• **Task objective**:
Tell how many lines of the data include the word "that". Nothing but the number belongs in the answer.

• **Data shown**:

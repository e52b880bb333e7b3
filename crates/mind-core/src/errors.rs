//! Cross-cutting error types for MindEase.
//!
//! Storage and configuration errors live in their own crates. A unified error
//! is deferred to `mind-cli` where everything converges into `anyhow`.

use thiserror::Error;

/// Errors that can be raised by the core types.
#[derive(Debug, Error)]
pub enum CoreError {
    /// A mood label outside the fixed set was supplied where a known mood is required.
    #[error("Unknown mood '{label}' (expected one of: {expected})")]
    InvalidMood { label: String, expected: String },

    /// Data failed validation (range, format).
    #[error("Validation error: {0}")]
    Validation(String),
}

#[cfg(test)]
mod tests {
    use super::CoreError;

    #[test]
    fn messages_name_the_bad_input() {
        let err = CoreError::InvalidMood {
            label: "meh".to_string(),
            expected: "Happy, Sad".to_string(),
        };
        assert_eq!(
            err.to_string(),
            "Unknown mood 'meh' (expected one of: Happy, Sad)"
        );

        let err = CoreError::Validation("cycles out of range".to_string());
        assert_eq!(err.to_string(), "Validation error: cycles out of range");
    }
}
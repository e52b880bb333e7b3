use mind_core::care::{EMERGENCY_NOTE, HOTLINES, Hotline, SAFETY_NOTE};
use serde::Serialize;

use crate::cli::GlobalFlags;
use crate::output::output;

#[derive(Debug, Serialize)]
struct SupportResponse {
    hotlines: &'static [Hotline],
    safety_note: &'static str,
    emergency_note: &'static str,
}

/// Handle `mindease support`.
pub fn handle(flags: &GlobalFlags) -> anyhow::Result<()> {
    output(
        &SupportResponse {
            hotlines: HOTLINES,
            safety_note: SAFETY_NOTE,
            emergency_note: EMERGENCY_NOTE,
        },
        flags.format,
    )
}
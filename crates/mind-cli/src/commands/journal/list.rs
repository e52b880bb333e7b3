use mind_store::MoodHistory;

use crate::cli::GlobalFlags;
use crate::commands::shared::limit::listing_limit;
use crate::context::AppContext;
use crate::output::output;
use crate::ui;

pub fn run(
    hide_notes: bool,
    limit: Option<u32>,
    ctx: &AppContext,
    flags: &GlobalFlags,
) -> anyhow::Result<()> {
    let records = ctx.store.read_all();
    if records.is_empty() {
        ui::notice(flags, ui::EMPTY_LOG_HINT);
    }

    let limit = listing_limit(limit, flags, &ctx.config.general);
    let mut history = MoodHistory::from_records(&records).truncated(limit);
    if hide_notes || !ctx.config.general.show_notes {
        history = history.without_notes();
    }

    output(&history.rows, flags.format)
}
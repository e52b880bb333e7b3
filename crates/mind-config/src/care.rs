//! Self-care tool defaults.

use mind_core::care::{DEFAULT_BREATHING_CYCLES, MAX_BREATHING_CYCLES, MIN_BREATHING_CYCLES};
use serde::{Deserialize, Serialize};

use crate::error::ConfigError;

const fn default_breathing_cycles() -> u32 {
    DEFAULT_BREATHING_CYCLES
}

#[derive(Debug, Clone, Deserialize, Serialize)]
pub struct CareConfig {
    /// Box-breathing cycles used when `--cycles` is not given.
    #[serde(default = "default_breathing_cycles")]
    pub breathing_cycles: u32,
}

impl CareConfig {
    /// Check values that serde alone cannot constrain.
    pub fn validate(&self) -> Result<(), ConfigError> {
        if !(MIN_BREATHING_CYCLES..=MAX_BREATHING_CYCLES).contains(&self.breathing_cycles) {
            return Err(ConfigError::InvalidValue {
                field: "care.breathing_cycles".to_string(),
                reason: format!(
                    "must be between {MIN_BREATHING_CYCLES} and {MAX_BREATHING_CYCLES}, got {}",
                    self.breathing_cycles
                ),
            });
        }
        Ok(())
    }
}

impl Default for CareConfig {
    fn default() -> Self {
        Self {
            breathing_cycles: default_breathing_cycles(),
        }
    }
}

#[cfg(test)]
mod tests {
    use super::*;

    #[test]
    fn default_is_valid() {
        let config = CareConfig::default();
        assert_eq!(config.breathing_cycles, 4);
        assert!(config.validate().is_ok());
    }

    #[test]
    fn out_of_range_cycles_are_rejected() {
        let config = CareConfig {
            breathing_cycles: 12,
        };
        let err = config.validate().expect_err("12 is out of range");
        assert!(err.to_string().contains("care.breathing_cycles"));
    }
}
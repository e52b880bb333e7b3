use clap::Parser;

mod bootstrap;
mod cli;
mod commands;
mod context;
mod output;
mod ui;

fn main() {
    if let Err(error) = run() {
        eprintln!("mindease error: {error:#}");
        std::process::exit(1);
    }
}

fn run() -> anyhow::Result<()> {
    let cli = cli::Cli::parse();
    init_tracing(cli.quiet, cli.verbose)?;

    let flags = cli.global_flags();
    ui::init(&flags);

    let config = bootstrap::load_config()?;
    context::warn_mistyped_env();

    let ctx = context::AppContext::init(config, &flags);
    commands::dispatch::dispatch(cli.command, &ctx, &flags)
}

fn init_tracing(quiet: bool, verbose: bool) -> anyhow::Result<()> {
    let level = if quiet {
        "error"
    } else if verbose {
        "debug"
    } else {
        "warn"
    };

    let filter = tracing_subscriber::EnvFilter::try_from_env("MINDEASE_LOG")
        .unwrap_or_else(|_| tracing_subscriber::EnvFilter::new(level));

    tracing_subscriber::fmt()
        .with_env_filter(filter)
        .with_writer(std::io::stderr)
        .try_init()
        .map_err(|error| anyhow::anyhow!("failed to initialize tracing subscriber: {error}"))?;

    Ok(())
}
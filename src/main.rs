use anyhow::Result;
use ndarray::array;
use ndarray::s;
use vector_ar::regression::LeastSquares;
use vector_ar::regression::MinimalWls;
use vector_ar::tsa::companion_eigenvalues;
use vector_ar::tsa::make_lag_names;
use vector_ar::tsa::stack_coefs;
use vector_ar::tsa::var_design_matrix;
use vector_ar::tsa::DesignConfig;
use vector_ar::tsa::Intercept;
use vector_ar::tsa::RandomSource;
use vector_ar::tsa::VarSimulation;

fn main() -> Result<()> {
  let lags = 2;
  let names = ["gdp", "infl"];
  let coefs = stack_coefs(&[
    array![[0.5, 0.1], [0.2, 0.3]],
    array![[0.1, 0.0], [0.05, 0.1]],
  ])?;

  let y = VarSimulation::new(coefs.clone(), 500)
    .with_intercept(Intercept::Constant(array![1.0, 0.5]))
    .with_cov_resid(array![[1.0, 0.2], [0.2, 0.5]])
    .simulate(RandomSource::Seed(42))?;

  let cfg = DesignConfig::default();
  let z = var_design_matrix(&y.view(), lags, cfg)?;
  let columns = make_lag_names(&names, lags, cfg.trend, 0);

  let ols = MinimalWls::default();
  for (i, name) in names.iter().enumerate() {
    let endog = y.slice(s![lags.., i]);
    let fit = ols.fit(&endog, &z.view(), None)?;
    println!("equation {name}:");
    for (col, beta) in columns.iter().zip(fit.params.iter()) {
      println!("  {col:>10} {beta:>10.4}");
    }
  }

  println!("companion eigenvalue moduli:");
  for root in companion_eigenvalues(&coefs.view())? {
    println!("  {:.4}", root.norm());
  }

  Ok(())
}
use ndarray::Array3;
use ndarray::ArrayView3;

use crate::error::Result;
use crate::error::VarError;

/// Convert a `(lags, K, K)` autocovariance array into autocorrelations.
///
/// Entry `(i, j)` of every slice is divided by `sqrt(acf[0][i, i] * acf[0][j, j])`.
pub fn acf_to_acorr(acf: &ArrayView3<f64>) -> Result<Array3<f64>> {
  let (lags, k, k2) = acf.dim();
  if k != k2 {
    return Err(VarError::DimensionMismatch {
      what: "autocovariance slice columns",
      expected: k,
      found: k2,
    });
  }
  if lags == 0 {
    return Err(VarError::EmptyInput {
      name: "autocovariance array",
    });
  }

  let diag: Vec<f64> = (0..k).map(|i| acf[[0, i, i]]).collect();
  Ok(Array3::from_shape_fn((lags, k, k), |(h, i, j)| {
    acf[[h, i, j]] / (diag[i] * diag[j]).sqrt()
  }))
}
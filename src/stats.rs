//! # Stats
//!
//! $$
//! u \sim \mathcal{N}(\mu, \Sigma), \qquad \rho_h = D^{-1/2} \Gamma_h D^{-1/2}
//! $$
//!
pub mod acf;
pub mod normal;
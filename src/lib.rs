//! # vector-ar
//!
//! $$
//! y_t = c + A_1 y_{t-1} + \dots + A_p y_{t-p} + u_t
//! $$
//!
//! Numerical building blocks for vector autoregressions.
//!
//! | Module         | Description                                                                  |
//! |----------------|------------------------------------------------------------------------------|
//! | [`tsa`]        | Lag matrices, trend terms, companion form, simulation and seasonal dummies.  |
//! | [`linalg`]     | Half-vectorization and symmetric eigen-decomposition.                        |
//! | [`stats`]      | Gaussian vector sampling, normal critical values and autocorrelations.       |
//! | [`regression`] | Least-squares interface and a minimal weighted least-squares solver.         |
//!
//! All routines are pure functions of their inputs (plus an explicit random
//! source for simulation) and report failures through [`VarError`].
pub mod error;
pub mod linalg;
pub mod regression;
pub mod stats;
pub mod tsa;

pub use error::Result;
pub use error::VarError;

• **Your response**:
2